A member of the media reads the recently declassified personnel file of Office of Strategic Services (OSS) member and famed chef Julia Child, Thursday, Aug. 14, 2008, in the textual research room of the National Archives in College Park, Md. The National Archives opened more than 35,000 official personnel files of men and women who served in the Office of Strategic Services (OSS). (AP Photo/Pablo Martinez Monsivais)AP2008
At least 80 former members of the Mexican government are working as spies for U.S. agencies, the La Jornada newspaper reported over the weekend, citing officials.
Senior Attorney General's Office, Public Safety Secretariat and Government Secretariat officials told the newspaper that former government officials ranging from police officers to high-level officials have been detected working for the United States.
The former officials have been working as agents for the Drug Enforcement Administration, Bureau of Alcohol, Tobacco, Firearms and Explosives, or ATF, and U.S. Immigration and Customs Enforcement, or ICE, La Jornada said.
The agents provided the U.S. agencies with information and monitored matters of interest to Washington.

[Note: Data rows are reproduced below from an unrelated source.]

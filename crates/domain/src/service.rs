use std::collections::BTreeMap;

use chrono::Utc;
use log::{error, warn};

use crate::{
    CreateError, DeleteError, EditType, Entity, Exercise, ExerciseSnapshot, HistoryDetails, HistoryEntry,
    Muscle, MuscleRepository, MuscleService, Name, Profile, ProfileRepository, ProfileService,
    ReadError, StorageError, TrainingType, UpdateError, ValidationError, find_muscle, history_of,
};

pub struct Service<R> {
    repository: R,
}

impl<R> Service<R> {
    pub fn new(repository: R) -> Self {
        Self { repository }
    }

    pub fn repository(&self) -> &R {
        &self.repository
    }
}

impl<R: MuscleRepository> Service<R> {
    /// Loads the document, applies `modify` and writes the document back if `modify` succeeded.
    async fn modify_muscles<T, E>(
        &self,
        modify: impl FnOnce(&mut Vec<Muscle>) -> Result<T, E>,
    ) -> Result<T, E>
    where
        E: From<ReadError> + From<StorageError>,
    {
        let mut muscles = self.repository.read_muscles().await?;
        let result = modify(&mut muscles)?;
        self.repository.write_muscles(&muscles).await?;
        Ok(result)
    }
}

macro_rules! log_on_error {
    ($func: expr, $error: ident, $action: literal, $entity: literal) => {{
        let result = $func.await;
        match result {
            Ok(_) => {}
            Err(ref err) => match err {
                $error::Storage(_) | $error::Other(_) => {
                    error!("failed to {} {}: {err}", $action, $entity);
                }
                _ => {
                    warn!("failed to {} {}: {err}", $action, $entity);
                }
            },
        }
        result
    }};
}

impl<R: MuscleRepository> MuscleService for Service<R> {
    async fn get_muscles(&self) -> Result<Vec<Muscle>, ReadError> {
        log_on_error!(
            self.repository.read_muscles(),
            ReadError,
            "get",
            "muscles"
        )
    }

    async fn get_muscle(&self, muscle: &Name) -> Result<Muscle, ReadError> {
        let muscles = self.get_muscles().await?;
        log_on_error!(
            async {
                find_muscle(&muscles, muscle)
                    .cloned()
                    .ok_or(ReadError::NotFound(Entity::Muscle))
            },
            ReadError,
            "get",
            "muscle"
        )
    }

    async fn get_exercise(&self, muscle: &Name, exercise: &Name) -> Result<Exercise, ReadError> {
        let muscle = self.get_muscle(muscle).await?;
        log_on_error!(
            async {
                muscle
                    .exercise(exercise)
                    .cloned()
                    .ok_or(ReadError::NotFound(Entity::Exercise))
            },
            ReadError,
            "get",
            "exercise"
        )
    }

    async fn get_history(
        &self,
        muscle: &Name,
        exercise: &Name,
        training_type: TrainingType,
        group_name: &str,
    ) -> Result<Vec<HistoryEntry>, ReadError> {
        let exercise = self.get_exercise(muscle, exercise).await?;
        Ok(history_of(
            exercise.history.entries(training_type),
            group_name,
        ))
    }

    async fn get_exercises_by_training_type(
        &self,
        muscle: &Name,
    ) -> Result<BTreeMap<Option<TrainingType>, Vec<Exercise>>, ReadError> {
        Ok(self.get_muscle(muscle).await?.exercises_by_training_type())
    }

    async fn create_muscle(
        &self,
        name: Name,
        subtitle: Option<String>,
        image_uri: String,
    ) -> Result<Muscle, CreateError> {
        log_on_error!(
            self.modify_muscles(|muscles| {
                crate::muscle::create_muscle(muscles, Muscle::new(name, subtitle, image_uri))
            }),
            CreateError,
            "create",
            "muscle"
        )
    }

    async fn delete_muscle(&self, muscle: &Name) -> Result<Name, DeleteError> {
        log_on_error!(
            self.modify_muscles(|muscles| crate::muscle::delete_muscle(muscles, muscle)),
            DeleteError,
            "delete",
            "muscle"
        )
    }

    async fn create_exercise(&self, muscle: &Name, name: Name) -> Result<Exercise, CreateError> {
        log_on_error!(
            self.modify_muscles(|muscles| crate::muscle::create_exercise(muscles, muscle, name)),
            CreateError,
            "create",
            "exercise"
        )
    }

    async fn set_exercise_type(
        &self,
        muscle: &Name,
        exercise: &Name,
        training_type: TrainingType,
    ) -> Result<Exercise, UpdateError> {
        log_on_error!(
            self.modify_muscles(|muscles| {
                crate::muscle::set_exercise_type(muscles, muscle, exercise, training_type)
            }),
            UpdateError,
            "set type of",
            "exercise"
        )
    }

    async fn append_history_entry(
        &self,
        muscle: &Name,
        exercise: &Name,
        training_type: TrainingType,
        details: HistoryDetails,
    ) -> Result<HistoryEntry, UpdateError> {
        log_on_error!(
            async {
                if details.notes.trim().is_empty() {
                    return Err(UpdateError::Invalid(ValidationError::Missing(
                        "notes".to_string(),
                    )));
                }
                let entry = details.into_entry(Utc::now());
                self.modify_muscles(|muscles| {
                    crate::muscle::append_history_entry(
                        muscles,
                        muscle,
                        exercise,
                        training_type,
                        entry,
                    )
                })
                .await
            },
            UpdateError,
            "append",
            "history entry"
        )
    }

    async fn edit_exercise(
        &self,
        muscle: &Name,
        exercise: &Name,
        snapshot: ExerciseSnapshot,
        edit_type: Option<EditType>,
    ) -> Result<Exercise, UpdateError> {
        log_on_error!(
            self.modify_muscles(|muscles| {
                crate::muscle::edit_exercise(
                    muscles,
                    muscle,
                    exercise,
                    &snapshot,
                    edit_type,
                    Utc::now(),
                )
            }),
            UpdateError,
            "edit",
            "exercise"
        )
    }

    async fn delete_exercise(&self, muscle: &Name, exercise: &Name) -> Result<Name, DeleteError> {
        log_on_error!(
            self.modify_muscles(|muscles| crate::muscle::delete_exercise(muscles, muscle, exercise)),
            DeleteError,
            "delete",
            "exercise"
        )
    }
}

impl<R: ProfileRepository> ProfileService for Service<R> {
    async fn get_profile(&self) -> Result<Option<Profile>, ReadError> {
        log_on_error!(
            self.repository.read_profile(),
            ReadError,
            "get",
            "profile"
        )
    }

    async fn passed_intro(&self) -> Result<bool, ReadError> {
        log_on_error!(
            self.repository.read_passed_intro(),
            ReadError,
            "get",
            "intro state"
        )
    }

    async fn complete_intro(&self, profile: Profile) -> Result<Profile, UpdateError> {
        log_on_error!(
            async {
                self.repository.write_profile(&profile).await?;
                Ok::<_, UpdateError>(profile)
            },
            UpdateError,
            "store",
            "profile"
        )
    }
}
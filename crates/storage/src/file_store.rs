use std::{
    fs, io,
    path::{Path, PathBuf},
};

use anyhow::Context;
use log::debug;

use crate::{KeyValueError, KeyValueStore};

/// Persistent store keeping each value in a separate file named after its key.
#[derive(Debug, Clone)]
pub struct FileStore {
    directory: PathBuf,
}

impl FileStore {
    pub fn open(directory: impl Into<PathBuf>) -> Result<Self, KeyValueError> {
        let directory = directory.into();
        fs::create_dir_all(&directory)
            .with_context(|| format!("failed to create {}", directory.display()))?;
        debug!("opened file store in {}", directory.display());
        Ok(Self { directory })
    }

    /// Platform-specific data directory, or the current directory if none can be determined.
    #[must_use]
    pub fn default_directory() -> PathBuf {
        directories::ProjectDirs::from("", "", "repbook")
            .map(|dirs| dirs.data_dir().to_path_buf())
            .unwrap_or_else(|| PathBuf::from("."))
    }

    #[must_use]
    pub fn directory(&self) -> &Path {
        &self.directory
    }

    fn path(&self, key: &str) -> Result<PathBuf, KeyValueError> {
        if key.is_empty()
            || !key
                .chars()
                .all(|c| c.is_ascii_alphanumeric() || c == '_' || c == '-')
        {
            return Err(KeyValueError::InvalidKey(key.to_string()));
        }
        Ok(self.directory.join(key))
    }
}

impl KeyValueStore for FileStore {
    fn get_item(&self, key: &str) -> Result<Option<String>, KeyValueError> {
        let path = self.path(key)?;
        match fs::read_to_string(&path) {
            Ok(value) => Ok(Some(value)),
            Err(err) if err.kind() == io::ErrorKind::NotFound => Ok(None),
            Err(err) => Err(KeyValueError::Other(
                anyhow::Error::new(err).context(format!("failed to read {}", path.display())),
            )),
        }
    }

    fn set_item(&self, key: &str, value: &str) -> Result<(), KeyValueError> {
        let path = self.path(key)?;
        // Keys never contain a dot, so the temporary file cannot shadow another key.
        let tmp_path = path.with_extension("tmp");
        fs::write(&tmp_path, value)
            .with_context(|| format!("failed to write {}", tmp_path.display()))?;
        fs::rename(&tmp_path, &path)
            .with_context(|| format!("failed to replace {}", path.display()))?;
        Ok(())
    }

    fn remove_item(&self, key: &str) -> Result<(), KeyValueError> {
        let path = self.path(key)?;
        match fs::remove_file(&path) {
            Ok(()) => Ok(()),
            Err(err) if err.kind() == io::ErrorKind::NotFound => Ok(()),
            Err(err) => Err(KeyValueError::Other(
                anyhow::Error::new(err).context(format!("failed to remove {}", path.display())),
            )),
        }
    }
}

Active officials may also be working for the U.S. government and aiding their former colleagues, the senior officials told La Jornada.
The role played by Mexican officials in helping the United States is one of the focuses of the investigation into reports that the DEA laundered the funds of Mexican drug cartels as part of an operation.
The DEA, ATF and ICE have hired informants at the Siedo organized crime unit of the federal AG's office, a department that handles many of the most sensitive investigations in the war on drugs.
Although no more than 200 U.S. law enforcement agents operate in Mexico, it is not known how many informants they have on their payrolls.
Some individuals arrested as criminals, especially along the northern border, turned out to be working for U.S. agencies, the senior officials told La Jornada.